Stored data entries:

________

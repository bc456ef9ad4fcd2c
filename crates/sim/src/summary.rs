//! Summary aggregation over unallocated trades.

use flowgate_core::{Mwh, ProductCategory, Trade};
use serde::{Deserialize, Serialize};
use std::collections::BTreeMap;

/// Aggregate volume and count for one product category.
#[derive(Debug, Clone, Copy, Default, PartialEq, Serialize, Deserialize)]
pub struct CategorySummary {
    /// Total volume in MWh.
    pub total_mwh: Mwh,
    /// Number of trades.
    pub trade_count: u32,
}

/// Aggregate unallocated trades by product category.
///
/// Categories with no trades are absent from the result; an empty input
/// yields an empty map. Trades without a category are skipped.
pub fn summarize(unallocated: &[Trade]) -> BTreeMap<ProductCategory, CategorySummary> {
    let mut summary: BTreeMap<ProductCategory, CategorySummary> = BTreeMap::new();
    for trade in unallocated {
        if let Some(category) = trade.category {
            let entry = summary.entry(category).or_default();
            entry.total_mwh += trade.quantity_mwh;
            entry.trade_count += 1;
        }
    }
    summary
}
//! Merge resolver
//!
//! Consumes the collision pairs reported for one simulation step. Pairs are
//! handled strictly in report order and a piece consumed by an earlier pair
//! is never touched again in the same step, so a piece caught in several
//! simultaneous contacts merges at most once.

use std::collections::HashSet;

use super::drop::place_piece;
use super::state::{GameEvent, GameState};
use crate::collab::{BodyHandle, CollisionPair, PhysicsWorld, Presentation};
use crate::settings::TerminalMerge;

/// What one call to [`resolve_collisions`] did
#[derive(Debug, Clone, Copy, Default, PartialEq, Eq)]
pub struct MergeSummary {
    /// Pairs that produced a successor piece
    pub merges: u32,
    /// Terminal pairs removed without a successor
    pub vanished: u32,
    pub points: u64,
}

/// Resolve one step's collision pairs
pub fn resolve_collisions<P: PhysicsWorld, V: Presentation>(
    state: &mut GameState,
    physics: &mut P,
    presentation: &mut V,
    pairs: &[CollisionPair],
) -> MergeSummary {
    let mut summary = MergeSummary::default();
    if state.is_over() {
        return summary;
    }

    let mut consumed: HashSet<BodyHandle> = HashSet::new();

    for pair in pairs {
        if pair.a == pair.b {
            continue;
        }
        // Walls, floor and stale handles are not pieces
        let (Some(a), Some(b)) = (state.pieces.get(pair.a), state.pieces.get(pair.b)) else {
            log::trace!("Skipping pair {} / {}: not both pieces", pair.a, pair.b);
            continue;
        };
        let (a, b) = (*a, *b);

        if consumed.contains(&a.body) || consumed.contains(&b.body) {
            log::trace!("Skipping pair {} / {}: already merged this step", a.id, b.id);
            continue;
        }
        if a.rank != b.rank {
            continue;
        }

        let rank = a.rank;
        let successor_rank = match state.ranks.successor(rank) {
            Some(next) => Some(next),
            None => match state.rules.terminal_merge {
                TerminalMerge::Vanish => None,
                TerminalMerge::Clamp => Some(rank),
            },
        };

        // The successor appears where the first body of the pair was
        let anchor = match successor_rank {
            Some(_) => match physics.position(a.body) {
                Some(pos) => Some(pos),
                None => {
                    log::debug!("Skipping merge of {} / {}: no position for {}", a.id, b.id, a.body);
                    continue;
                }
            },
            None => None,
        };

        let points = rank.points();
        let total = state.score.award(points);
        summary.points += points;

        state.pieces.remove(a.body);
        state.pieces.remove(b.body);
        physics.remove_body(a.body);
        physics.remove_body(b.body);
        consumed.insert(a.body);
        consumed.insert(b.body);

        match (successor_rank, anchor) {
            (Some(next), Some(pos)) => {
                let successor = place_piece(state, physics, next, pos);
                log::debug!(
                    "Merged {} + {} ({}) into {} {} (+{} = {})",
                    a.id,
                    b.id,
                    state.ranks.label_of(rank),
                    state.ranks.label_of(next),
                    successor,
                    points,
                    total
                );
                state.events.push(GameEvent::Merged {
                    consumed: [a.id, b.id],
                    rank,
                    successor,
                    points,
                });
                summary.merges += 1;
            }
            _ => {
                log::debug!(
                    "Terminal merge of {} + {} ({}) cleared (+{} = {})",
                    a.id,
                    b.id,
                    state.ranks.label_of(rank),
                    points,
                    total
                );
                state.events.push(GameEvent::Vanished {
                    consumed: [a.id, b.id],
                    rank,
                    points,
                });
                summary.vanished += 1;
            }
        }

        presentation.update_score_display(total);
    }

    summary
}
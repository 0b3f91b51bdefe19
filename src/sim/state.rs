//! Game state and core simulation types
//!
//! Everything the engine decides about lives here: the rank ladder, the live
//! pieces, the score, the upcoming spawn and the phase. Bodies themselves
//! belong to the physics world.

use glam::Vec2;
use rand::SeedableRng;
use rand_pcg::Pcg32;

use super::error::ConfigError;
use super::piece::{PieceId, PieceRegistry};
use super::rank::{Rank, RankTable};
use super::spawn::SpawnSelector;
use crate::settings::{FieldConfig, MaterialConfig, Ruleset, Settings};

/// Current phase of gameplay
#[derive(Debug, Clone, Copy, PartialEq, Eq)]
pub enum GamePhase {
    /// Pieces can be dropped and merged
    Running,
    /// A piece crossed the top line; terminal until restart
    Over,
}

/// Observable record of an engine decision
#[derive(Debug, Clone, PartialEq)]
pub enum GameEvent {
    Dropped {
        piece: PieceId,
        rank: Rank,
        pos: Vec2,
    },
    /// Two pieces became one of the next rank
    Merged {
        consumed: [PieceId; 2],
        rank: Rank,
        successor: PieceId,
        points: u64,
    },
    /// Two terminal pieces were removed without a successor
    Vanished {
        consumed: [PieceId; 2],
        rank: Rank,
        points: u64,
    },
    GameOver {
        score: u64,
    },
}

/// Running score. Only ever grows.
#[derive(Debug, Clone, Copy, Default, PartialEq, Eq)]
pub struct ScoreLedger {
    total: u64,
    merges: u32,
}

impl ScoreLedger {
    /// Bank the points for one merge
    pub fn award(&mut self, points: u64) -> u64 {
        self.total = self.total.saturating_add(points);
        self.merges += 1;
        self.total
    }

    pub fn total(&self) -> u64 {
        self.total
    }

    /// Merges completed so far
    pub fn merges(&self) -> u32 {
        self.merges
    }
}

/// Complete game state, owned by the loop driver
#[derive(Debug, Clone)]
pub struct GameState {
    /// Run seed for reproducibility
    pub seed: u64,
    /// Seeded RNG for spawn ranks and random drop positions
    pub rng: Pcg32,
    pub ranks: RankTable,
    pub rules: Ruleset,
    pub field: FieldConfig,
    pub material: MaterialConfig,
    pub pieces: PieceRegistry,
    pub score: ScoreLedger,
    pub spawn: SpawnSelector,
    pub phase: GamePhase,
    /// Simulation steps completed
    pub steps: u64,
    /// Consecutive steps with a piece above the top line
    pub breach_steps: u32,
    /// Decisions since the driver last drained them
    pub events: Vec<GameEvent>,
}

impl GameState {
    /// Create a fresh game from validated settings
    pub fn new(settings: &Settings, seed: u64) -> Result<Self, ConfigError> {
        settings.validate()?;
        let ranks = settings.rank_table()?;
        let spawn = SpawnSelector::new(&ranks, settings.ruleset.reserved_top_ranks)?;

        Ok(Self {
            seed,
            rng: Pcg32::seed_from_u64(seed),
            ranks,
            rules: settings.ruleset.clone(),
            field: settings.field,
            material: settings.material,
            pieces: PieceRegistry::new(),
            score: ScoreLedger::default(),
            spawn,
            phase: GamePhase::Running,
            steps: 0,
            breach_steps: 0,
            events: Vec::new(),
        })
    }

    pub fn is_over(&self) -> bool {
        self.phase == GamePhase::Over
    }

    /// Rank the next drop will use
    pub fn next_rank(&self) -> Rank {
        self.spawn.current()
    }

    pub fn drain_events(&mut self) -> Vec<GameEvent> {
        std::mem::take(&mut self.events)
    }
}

________

Problem to work on: Collect each line of the entries that has the word "Some", copying it in full.

Written reply:
        if let Some(category) = trade.category {
        let (Some(a), Some(b)) = (state.pieces.get(pair.a), state.pieces.get(pair.b)) else {
            Some(next) => Some(next),
                TerminalMerge::Clamp => Some(rank),
            Some(_) => match physics.position(a.body) {
                Some(pos) => Some(pos),
            (Some(next), Some(pos)) => {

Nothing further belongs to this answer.